─── ENTRIES PROVIDED ───

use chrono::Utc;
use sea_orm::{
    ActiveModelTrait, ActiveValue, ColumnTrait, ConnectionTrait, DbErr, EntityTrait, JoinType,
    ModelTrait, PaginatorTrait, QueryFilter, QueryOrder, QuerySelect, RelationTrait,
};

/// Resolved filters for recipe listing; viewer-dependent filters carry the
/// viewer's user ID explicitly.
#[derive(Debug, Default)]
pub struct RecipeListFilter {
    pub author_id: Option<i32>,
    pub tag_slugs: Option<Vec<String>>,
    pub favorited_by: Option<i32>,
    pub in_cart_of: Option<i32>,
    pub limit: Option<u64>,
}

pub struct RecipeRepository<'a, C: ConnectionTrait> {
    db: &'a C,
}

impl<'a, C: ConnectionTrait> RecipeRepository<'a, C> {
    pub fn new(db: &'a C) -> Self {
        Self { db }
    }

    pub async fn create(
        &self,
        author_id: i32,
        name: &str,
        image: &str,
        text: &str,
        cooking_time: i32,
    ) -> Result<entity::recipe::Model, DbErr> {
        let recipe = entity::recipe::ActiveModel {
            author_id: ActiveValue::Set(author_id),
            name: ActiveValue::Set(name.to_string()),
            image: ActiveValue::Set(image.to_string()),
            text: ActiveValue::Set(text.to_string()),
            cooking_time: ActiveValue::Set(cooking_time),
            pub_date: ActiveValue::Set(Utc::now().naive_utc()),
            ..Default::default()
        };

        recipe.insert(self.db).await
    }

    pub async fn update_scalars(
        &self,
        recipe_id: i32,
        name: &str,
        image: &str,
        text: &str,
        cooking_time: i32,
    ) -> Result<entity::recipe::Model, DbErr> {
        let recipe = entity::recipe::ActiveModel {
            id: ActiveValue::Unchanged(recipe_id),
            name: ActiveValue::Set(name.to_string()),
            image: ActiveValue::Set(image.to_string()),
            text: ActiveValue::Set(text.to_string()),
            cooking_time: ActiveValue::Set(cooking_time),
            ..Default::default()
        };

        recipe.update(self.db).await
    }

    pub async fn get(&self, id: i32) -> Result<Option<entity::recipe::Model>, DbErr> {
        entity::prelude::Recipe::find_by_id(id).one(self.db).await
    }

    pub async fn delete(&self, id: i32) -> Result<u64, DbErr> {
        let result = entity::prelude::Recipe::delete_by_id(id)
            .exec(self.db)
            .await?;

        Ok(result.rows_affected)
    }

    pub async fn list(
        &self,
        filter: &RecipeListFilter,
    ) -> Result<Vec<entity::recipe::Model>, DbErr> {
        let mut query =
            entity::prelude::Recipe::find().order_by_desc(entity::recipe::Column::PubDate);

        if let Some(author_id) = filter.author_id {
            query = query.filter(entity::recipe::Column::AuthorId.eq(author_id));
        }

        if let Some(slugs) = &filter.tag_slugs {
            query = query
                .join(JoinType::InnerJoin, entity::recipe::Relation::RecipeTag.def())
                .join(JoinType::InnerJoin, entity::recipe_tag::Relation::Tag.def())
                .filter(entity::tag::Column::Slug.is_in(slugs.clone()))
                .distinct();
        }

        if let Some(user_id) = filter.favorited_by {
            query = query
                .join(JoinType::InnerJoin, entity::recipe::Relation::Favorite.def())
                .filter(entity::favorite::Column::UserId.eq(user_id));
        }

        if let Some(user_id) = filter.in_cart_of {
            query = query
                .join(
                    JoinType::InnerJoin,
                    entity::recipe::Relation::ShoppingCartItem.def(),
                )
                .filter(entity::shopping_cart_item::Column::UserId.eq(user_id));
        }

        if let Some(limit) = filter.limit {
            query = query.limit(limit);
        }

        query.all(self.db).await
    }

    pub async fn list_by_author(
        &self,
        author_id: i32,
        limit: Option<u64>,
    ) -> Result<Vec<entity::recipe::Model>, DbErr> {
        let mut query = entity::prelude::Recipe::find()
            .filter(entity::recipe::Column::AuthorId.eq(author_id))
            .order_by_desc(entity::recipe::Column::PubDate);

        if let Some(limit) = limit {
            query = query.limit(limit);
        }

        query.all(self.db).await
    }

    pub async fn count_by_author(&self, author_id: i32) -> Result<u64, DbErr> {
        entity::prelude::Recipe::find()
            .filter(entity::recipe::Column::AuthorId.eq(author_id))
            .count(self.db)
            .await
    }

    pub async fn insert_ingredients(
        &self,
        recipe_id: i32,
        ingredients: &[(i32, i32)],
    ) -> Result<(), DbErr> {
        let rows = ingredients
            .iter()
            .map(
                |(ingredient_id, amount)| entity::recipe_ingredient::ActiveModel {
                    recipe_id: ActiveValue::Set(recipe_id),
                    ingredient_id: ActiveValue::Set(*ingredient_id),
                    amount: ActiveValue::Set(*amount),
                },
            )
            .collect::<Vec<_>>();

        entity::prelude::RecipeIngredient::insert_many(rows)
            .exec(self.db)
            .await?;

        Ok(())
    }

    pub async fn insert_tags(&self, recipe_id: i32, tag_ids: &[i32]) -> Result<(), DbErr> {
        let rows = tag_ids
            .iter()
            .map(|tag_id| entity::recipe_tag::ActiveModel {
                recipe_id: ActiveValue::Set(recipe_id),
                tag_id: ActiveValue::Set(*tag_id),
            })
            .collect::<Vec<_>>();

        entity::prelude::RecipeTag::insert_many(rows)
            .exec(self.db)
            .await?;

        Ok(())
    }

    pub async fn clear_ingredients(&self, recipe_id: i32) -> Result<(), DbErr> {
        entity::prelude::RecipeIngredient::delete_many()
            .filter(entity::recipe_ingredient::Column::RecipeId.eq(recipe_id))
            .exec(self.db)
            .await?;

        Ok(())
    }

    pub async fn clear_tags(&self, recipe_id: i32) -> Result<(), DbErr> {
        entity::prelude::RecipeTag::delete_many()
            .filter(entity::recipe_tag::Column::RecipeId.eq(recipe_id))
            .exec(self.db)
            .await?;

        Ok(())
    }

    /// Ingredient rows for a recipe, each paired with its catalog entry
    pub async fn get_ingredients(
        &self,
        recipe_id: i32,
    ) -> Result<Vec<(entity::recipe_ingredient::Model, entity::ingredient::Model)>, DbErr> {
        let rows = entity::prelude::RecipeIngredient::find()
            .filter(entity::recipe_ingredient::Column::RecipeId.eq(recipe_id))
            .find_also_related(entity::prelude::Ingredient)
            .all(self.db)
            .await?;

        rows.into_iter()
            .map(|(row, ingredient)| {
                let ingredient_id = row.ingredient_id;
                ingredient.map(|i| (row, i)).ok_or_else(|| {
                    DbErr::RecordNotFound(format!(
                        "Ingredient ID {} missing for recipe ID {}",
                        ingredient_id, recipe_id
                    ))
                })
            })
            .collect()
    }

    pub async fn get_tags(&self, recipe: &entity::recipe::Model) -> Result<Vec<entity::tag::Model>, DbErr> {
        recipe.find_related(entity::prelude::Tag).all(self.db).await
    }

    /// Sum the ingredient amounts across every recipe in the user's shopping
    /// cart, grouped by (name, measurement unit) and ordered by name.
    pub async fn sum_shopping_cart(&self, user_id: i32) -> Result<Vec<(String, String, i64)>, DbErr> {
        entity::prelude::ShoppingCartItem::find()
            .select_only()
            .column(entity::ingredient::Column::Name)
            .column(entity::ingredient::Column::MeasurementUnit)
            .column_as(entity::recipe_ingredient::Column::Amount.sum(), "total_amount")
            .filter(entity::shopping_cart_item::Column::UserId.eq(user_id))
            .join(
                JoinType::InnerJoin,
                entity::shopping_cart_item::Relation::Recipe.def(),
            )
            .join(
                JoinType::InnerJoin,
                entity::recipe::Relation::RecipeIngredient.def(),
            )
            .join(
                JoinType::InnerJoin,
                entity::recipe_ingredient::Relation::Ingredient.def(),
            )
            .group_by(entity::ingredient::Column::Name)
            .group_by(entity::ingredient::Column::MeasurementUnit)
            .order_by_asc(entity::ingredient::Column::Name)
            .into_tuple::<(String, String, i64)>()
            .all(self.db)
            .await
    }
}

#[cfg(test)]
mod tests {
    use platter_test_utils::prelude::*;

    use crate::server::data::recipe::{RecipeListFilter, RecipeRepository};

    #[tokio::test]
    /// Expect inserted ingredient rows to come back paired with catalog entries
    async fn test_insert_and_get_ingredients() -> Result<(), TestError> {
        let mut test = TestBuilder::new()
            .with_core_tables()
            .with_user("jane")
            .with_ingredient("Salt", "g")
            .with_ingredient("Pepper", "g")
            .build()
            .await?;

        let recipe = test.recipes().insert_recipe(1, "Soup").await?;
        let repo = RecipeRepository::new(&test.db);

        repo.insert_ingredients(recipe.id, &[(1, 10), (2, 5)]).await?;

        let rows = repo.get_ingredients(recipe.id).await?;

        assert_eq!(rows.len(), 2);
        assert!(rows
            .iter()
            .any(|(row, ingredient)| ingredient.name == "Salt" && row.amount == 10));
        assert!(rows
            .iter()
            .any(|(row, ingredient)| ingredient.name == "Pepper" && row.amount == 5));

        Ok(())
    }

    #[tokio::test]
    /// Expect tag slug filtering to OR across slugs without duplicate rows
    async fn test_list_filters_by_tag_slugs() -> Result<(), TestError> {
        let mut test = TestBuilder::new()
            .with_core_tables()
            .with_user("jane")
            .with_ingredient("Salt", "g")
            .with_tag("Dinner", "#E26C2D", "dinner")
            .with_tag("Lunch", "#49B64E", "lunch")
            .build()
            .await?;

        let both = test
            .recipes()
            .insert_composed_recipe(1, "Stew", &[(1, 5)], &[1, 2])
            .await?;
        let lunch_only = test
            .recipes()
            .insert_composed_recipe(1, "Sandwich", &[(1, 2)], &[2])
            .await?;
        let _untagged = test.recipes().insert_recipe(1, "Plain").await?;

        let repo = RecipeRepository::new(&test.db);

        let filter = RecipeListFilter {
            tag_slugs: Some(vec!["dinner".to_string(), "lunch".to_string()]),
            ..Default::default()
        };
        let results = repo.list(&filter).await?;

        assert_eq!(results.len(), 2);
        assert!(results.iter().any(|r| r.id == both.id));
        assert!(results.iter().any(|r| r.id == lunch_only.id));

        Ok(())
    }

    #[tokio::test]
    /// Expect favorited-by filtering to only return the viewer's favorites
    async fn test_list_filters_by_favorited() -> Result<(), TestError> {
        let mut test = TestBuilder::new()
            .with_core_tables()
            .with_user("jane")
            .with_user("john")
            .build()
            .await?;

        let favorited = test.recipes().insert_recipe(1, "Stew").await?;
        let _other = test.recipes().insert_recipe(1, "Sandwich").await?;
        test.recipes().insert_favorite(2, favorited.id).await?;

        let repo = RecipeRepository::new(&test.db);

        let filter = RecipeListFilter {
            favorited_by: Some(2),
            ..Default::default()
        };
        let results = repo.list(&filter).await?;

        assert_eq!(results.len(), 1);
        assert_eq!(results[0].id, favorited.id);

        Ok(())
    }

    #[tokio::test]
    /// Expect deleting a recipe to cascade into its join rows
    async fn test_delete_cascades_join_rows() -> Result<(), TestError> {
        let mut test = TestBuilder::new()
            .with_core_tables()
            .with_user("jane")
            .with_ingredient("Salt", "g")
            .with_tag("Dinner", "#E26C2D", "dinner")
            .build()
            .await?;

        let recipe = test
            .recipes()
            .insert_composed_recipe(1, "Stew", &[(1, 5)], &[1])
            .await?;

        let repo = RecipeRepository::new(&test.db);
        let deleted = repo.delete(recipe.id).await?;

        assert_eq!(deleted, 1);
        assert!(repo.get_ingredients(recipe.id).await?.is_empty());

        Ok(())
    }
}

───

▶ _WORK REQUEST_:
Please copy the lines in the records above between the one holding "row.amount == 5));" and the one holding "without duplicate rows", inclusive, exactly and with no other line.

▶ _YOUR SOLUTION_:
            .any(|(row, ingredient)| ingredient.name == "Pepper" && row.amount == 5));

        Ok(())
    }

    #[tokio::test]
    /// Expect tag slug filtering to OR across slugs without duplicate rows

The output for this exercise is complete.